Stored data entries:
//! Label matching engine.
//!
//! This module provides the core matching functionality:
//!
//! - [`LabelMatcher`]: Equality predicate between a reference and a hypothesis label
//! - [`MatchMatrix`]: Padded boolean match matrix and its cost form
//! - [`AssignmentEngine`]: Optimal assignment and outcome classification
//!
//! ## Matching Algorithm
//!
//! 1. **Match matrix**: With `N = max(NR, NH)`, build an `N x N` matrix whose
//!    cell `(r, h)` is the matcher's verdict for real pairs and `false` for
//!    padding.
//! 2. **Assignment**: Solve the minimum-cost assignment on `1 - match`
//!    with the Hungarian algorithm, which maximizes the number of matched
//!    pairs.
//! 3. **Classification**: Each assigned pair is a false alarm (padding
//!    row), a missed detection (padding column), correct, or a confusion.
//!
//! ## Example
//!
//! ```rust
//! use label_matcher::{AssignmentEngine, Label};
//!
//! let reference = vec![Label::named("alice"), Label::named("bob"), Label::unknown(0)];
//! let hypothesis = vec![Label::named("bob"), Label::unknown(1)];
//!
//! let engine = AssignmentEngine::unknown_aware();
//! let outcome = engine.compute(&reference, &hypothesis).unwrap();
//!
//! assert_eq!(outcome.counts.correct, 2);
//! assert_eq!(outcome.counts.missed_detection, 1);
//! assert_eq!(outcome.counts.total, 3);
//! ```

pub mod assignment;
pub mod engine;
pub mod matcher;

pub use assignment::MatchMatrix;
pub use engine::{AssignmentEngine, MatchError, MatchingConfig};
pub use matcher::{LabelMatcher, MatcherKind, StrictMatcher, UnknownAwareMatcher};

* WHAT IS REQUIRED
Print the entries again so that each one matches exactly.

* WRITTEN RESPONSE
//! Label matching engine.
//!
//! This module provides the core matching functionality:
//!
//! - [`LabelMatcher`]: Equality predicate between a reference and a hypothesis label
//! - [`MatchMatrix`]: Padded boolean match matrix and its cost form
//! - [`AssignmentEngine`]: Optimal assignment and outcome classification
//!
//! ## Matching Algorithm
//!
//! 1. **Match matrix**: With `N = max(NR, NH)`, build an `N x N` matrix whose
//!    cell `(r, h)` is the matcher's verdict for real pairs and `false` for
//!    padding.
//! 2. **Assignment**: Solve the minimum-cost assignment on `1 - match`
//!    with the Hungarian algorithm, which maximizes the number of matched
//!    pairs.
//! 3. **Classification**: Each assigned pair is a false alarm (padding
//!    row), a missed detection (padding column), correct, or a confusion.
//!
//! ## Example
//!
//! ```rust
//! use label_matcher::{AssignmentEngine, Label};
//!
//! let reference = vec![Label::named("alice"), Label::named("bob"), Label::unknown(0)];
//! let hypothesis = vec![Label::named("bob"), Label::unknown(1)];
//!
//! let engine = AssignmentEngine::unknown_aware();
//! let outcome = engine.compute(&reference, &hypothesis).unwrap();
//!
//! assert_eq!(outcome.counts.correct, 2);
//! assert_eq!(outcome.counts.missed_detection, 1);
//! assert_eq!(outcome.counts.total, 3);
//! ```

pub mod assignment;
pub mod engine;
pub mod matcher;

pub use assignment::MatchMatrix;
pub use engine::{AssignmentEngine, MatchError, MatchingConfig};
pub use matcher::{LabelMatcher, MatcherKind, StrictMatcher, UnknownAwareMatcher};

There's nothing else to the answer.